Nightingale was convinced that all other major medical decisions ought to be based on similar sorts of evidence, so she fought for the establishment of a Royal Commission on the Health of the Army, to which she herself submitted several hundred pages of detailed statistics. At a time when it was considered radical merely to include data tables, she also drew multicoloured diagrams that would not look out of place in a modern boardroom presentation. She even invented an elaborate version of the pie chart, known as the polar area chart, which helped to illustrate her data. She realized that illustrating her statistics would be enormously helpful in selling her argument to politicians, who were usually not well versed in mathematics.
In due course, Nightingale’s statistical studies spearheaded a revolution in army hospitals, because the Royal Commission’s report led to the establishment of an Army Medical School and a system of collecting medical records. In turn, this resulted in a careful monitoring of which conditions and treatments did and did not benefit patients.
Today, Florence Nightingale is best known as the founder of modern nursing, having established a curriculum and training college for nurses. However, it can be argued that her lifelong campaigning for health reforms based on statistical evidence had an even more significant impact on healthcare. She was elected the first female member of the Royal Statistical Society in 1858, and went on to become an honorary member of the American Statistical Association.
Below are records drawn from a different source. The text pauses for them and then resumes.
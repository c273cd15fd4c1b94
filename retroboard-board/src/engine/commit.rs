//! Final board mutation applied when an item is dropped

use super::{array_move, insert_before, take_item};
use crate::locate::{column_index_containing, locate_item, resolve, Resolved};
use crate::types::{Board, EntityId, Item, Stack};
use tracing::{debug, warn};

/// How the drop should be interpreted
#[derive(Debug, Clone, Copy, PartialEq, Eq)]
pub enum DropIntent {
    /// Reorder or move between columns
    Reorder,
    /// Merge the dragged card into the target card or stack
    Stack,
}

/// What a successful commit did
#[derive(Debug, Clone, PartialEq, Eq)]
pub enum Committed {
    /// The top-level column sequence changed
    ColumnsReordered { from: usize, to: usize },
    /// An item moved within its column
    Reordered { column: EntityId, from: usize, to: usize },
    /// An item moved to another column
    Moved { from: EntityId, to: EntityId, index: usize },
    /// Two cards became a new stack
    Stacked { stack: EntityId },
    /// A card joined an existing stack
    AddedToStack { stack: EntityId },
}

/// Apply a drop of `active` onto `over`.
///
/// Returns `None` when the drop changes nothing: dropping onto itself,
/// unknown ids, an index that would not move, or a stacking drop whose
/// operands are not eligible. The input board is never modified.
pub fn commit_drop(
    board: &Board,
    active: &str,
    over: &str,
    intent: DropIntent,
) -> Option<(Board, Committed)> {
    if active == over {
        return None;
    }

    match resolve(board, active)? {
        Resolved::Column(_) => reorder_columns(board, active, over),
        Resolved::Item(_) => match intent {
            DropIntent::Stack => stack_onto(board, active, over),
            DropIntent::Reorder => reorder_item(board, active, over),
        },
    }
}

fn reorder_columns(board: &Board, active: &str, over: &str) -> Option<(Board, Committed)> {
    let from = board.column_index(active)?;
    // An item under the pointer stands in for its column.
    let to = column_index_containing(board, over)?;

    let mut next = board.clone();
    if !next.move_column(from, to) {
        return None;
    }
    debug!(column = active, from, to, "columns reordered");
    Some((next, Committed::ColumnsReordered { from, to }))
}

fn reorder_item(board: &Board, active: &str, over: &str) -> Option<(Board, Committed)> {
    let (source, index) = locate_item(board, active)?;
    let target = column_index_containing(board, over)?;
    let mut next = board.clone();

    if source != target {
        let item = take_item(&mut next, source, index)?;
        let at = insert_before(&mut next, target, over, item)?;
        let from = board.column_at(source)?.id.clone();
        let to = board.column_at(target)?.id.clone();
        debug!(item = active, %from, %to, at, "item moved across columns");
        return Some((next, Committed::Moved { from, to, index: at }));
    }

    let column = next.column_mut(source)?;
    // Dropping onto the column background sends the item to the end.
    let to = column
        .position(over)
        .unwrap_or(column.items.len().saturating_sub(1));
    if !array_move(&mut column.items, index, to) {
        return None;
    }
    let column = column.id.clone();
    debug!(item = active, %column, from = index, to, "item reordered");
    Some((
        next,
        Committed::Reordered {
            column,
            from: index,
            to,
        },
    ))
}

fn stack_onto(board: &Board, active: &str, over: &str) -> Option<(Board, Committed)> {
    let eligible = matches!(resolve(board, active), Some(Resolved::Item(Item::Card(_))))
        && resolve(board, over)
            .and_then(|r| r.item())
            .is_some_and(Item::accepts_stacking);
    if !eligible {
        warn!(active, over, "rejected stacking drop on ineligible items");
        return None;
    }

    let (source, index) = locate_item(board, active)?;
    let mut next = board.clone();
    let Some(Item::Card(card)) = take_item(&mut next, source, index) else {
        return None;
    };

    let (target_col, target_index) = locate_item(&next, over)?;
    let column = next.column_mut(target_col)?;
    let slot = column.items.get_mut(target_index)?;

    let committed = match slot {
        Item::Card(target) => {
            let stack = Stack::new(EntityId::new(), target.clone(), card);
            let id = stack.id.clone();
            *slot = Item::Stack(stack);
            debug!(active, over, stack = %id, "cards stacked");
            Committed::Stacked { stack: id }
        }
        Item::Stack(stack) => {
            stack.push(card);
            debug!(active, stack = %stack.id, size = stack.len(), "card added to stack");
            Committed::AddedToStack {
                stack: stack.id.clone(),
            }
        }
        Item::Spacer(_) => return None,
    };
    Some((next, committed))
}

#[cfg(test)]
mod tests {
    use super::*;
    use crate::types::{Card, Column};

    fn ids(board: &Board, column: usize) -> Vec<String> {
        board
            .column_at(column)
            .unwrap()
            .items
            .iter()
            .map(|i| i.id().to_string())
            .collect()
    }

    fn two_cards() -> Board {
        Board::new([Column::new("todo", "To Do")
            .with_item(Card::new("c1", "A", "first"))
            .with_item(Card::new("c2", "B", "second"))])
    }

    #[test]
    fn test_same_column_reorder() {
        let (next, committed) =
            commit_drop(&two_cards(), "c1", "c2", DropIntent::Reorder).unwrap();
        assert_eq!(ids(&next, 0), ["c2", "c1"]);
        assert!(matches!(committed, Committed::Reordered { from: 0, to: 1, .. }));
    }

    #[test]
    fn test_drop_onto_self_is_noop() {
        assert!(commit_drop(&two_cards(), "c1", "c1", DropIntent::Reorder).is_none());
        assert!(commit_drop(&two_cards(), "c1", "c1", DropIntent::Stack).is_none());
    }

    #[test]
    fn test_drop_onto_own_column_moves_to_end() {
        let board = Board::sample();
        let (next, _) = commit_drop(&board, "card1", "col1", DropIntent::Reorder).unwrap();
        assert_eq!(ids(&next, 0), ["spacer1", "card2", "card1"]);
    }

    #[test]
    fn test_drop_onto_own_column_when_already_last() {
        let board = Board::sample();
        assert!(commit_drop(&board, "card2", "col1", DropIntent::Reorder).is_none());
        assert!(commit_drop(&board, "card8", "col3", DropIntent::Reorder).is_none());
    }

    #[test]
    fn test_cross_column_drop_inserts_before_target() {
        let board = Board::sample();
        let (next, committed) =
            commit_drop(&board, "card3", "card6", DropIntent::Reorder).unwrap();
        assert_eq!(ids(&next, 1), ["card4", "spacer2", "card5"]);
        assert_eq!(ids(&next, 2)[..2], ["card3", "card6"]);
        assert_eq!(
            committed,
            Committed::Moved {
                from: "col2".into(),
                to: "col3".into(),
                index: 0
            }
        );
    }

    #[test]
    fn test_column_drop_onto_column() {
        let board = Board::sample();
        let (next, committed) = commit_drop(&board, "col3", "col1", DropIntent::Reorder).unwrap();
        let order: Vec<_> = next.columns().map(|c| c.id.to_string()).collect();
        assert_eq!(order, ["col3", "col1", "col2"]);
        assert_eq!(committed, Committed::ColumnsReordered { from: 2, to: 0 });
    }

    #[test]
    fn test_column_drop_onto_item_uses_its_column() {
        let board = Board::sample();
        let (next, _) = commit_drop(&board, "col1", "card7", DropIntent::Reorder).unwrap();
        let order: Vec<_> = next.columns().map(|c| c.id.to_string()).collect();
        assert_eq!(order, ["col2", "col3", "col1"]);
    }

    #[test]
    fn test_stack_two_cards() {
        let (next, committed) = commit_drop(&two_cards(), "c1", "c2", DropIntent::Stack).unwrap();
        let column = next.column_at(0).unwrap();
        assert_eq!(column.items.len(), 1);
        let stack = column.items[0].as_stack().unwrap();
        let order: Vec<_> = stack.cards().iter().map(|c| c.id.as_str()).collect();
        assert_eq!(order, ["c2", "c1"]);
        assert_eq!(committed, Committed::Stacked { stack: stack.id.clone() });
    }

    #[test]
    fn test_stack_across_columns_appends_to_existing_stack() {
        let board = Board::sample();
        let (board, _) = commit_drop(&board, "card3", "card4", DropIntent::Stack).unwrap();
        let stack_id = board.column_at(1).unwrap().items[0].id().clone();

        let (next, committed) =
            commit_drop(&board, "card1", stack_id.as_str(), DropIntent::Stack).unwrap();
        assert_eq!(committed, Committed::AddedToStack { stack: stack_id });
        assert_eq!(ids(&next, 0), ["spacer1", "card2"]);
        let stack = next.column_at(1).unwrap().items[0].as_stack().unwrap();
        assert_eq!(stack.len(), 3);
        assert_eq!(stack.cards()[2].id, "card1");
    }

    #[test]
    fn test_stacking_a_spacer_is_rejected() {
        let board = Board::sample();
        assert!(commit_drop(&board, "spacer1", "card2", DropIntent::Stack).is_none());
        assert!(commit_drop(&board, "card1", "spacer1", DropIntent::Stack).is_none());
    }
}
Nightingale’s passion for statistics enabled her to persuade the government of the importance of a whole series of health reforms. For example, many people had argued that training nurses was a waste of time, because patients cared for by trained nurses actually had a higher mortality rate than those treated by untrained staff. Nightingale, however, pointed out that this was only because more serious cases were being sent to those wards with trained nurses. If the intention is to compare the results from two groups, then it is essential (as discussed earlier) to assign patients randomly to the two groups. Sure enough, when Nightingale set up trials in which patients were randomly assigned to trained and untrained nurses, it became clear that the cohort of patients treated by trained nurses fared much better than their counterparts in wards with untrained nurses. Furthermore, Nightingale used statistics to show that home births were safer than hospital births, presumably because British homes were cleaner than Victorian hospitals. Her interests also ranged overseas, because she also used mathematics to study the influence of sanitation on healthcare in rural India.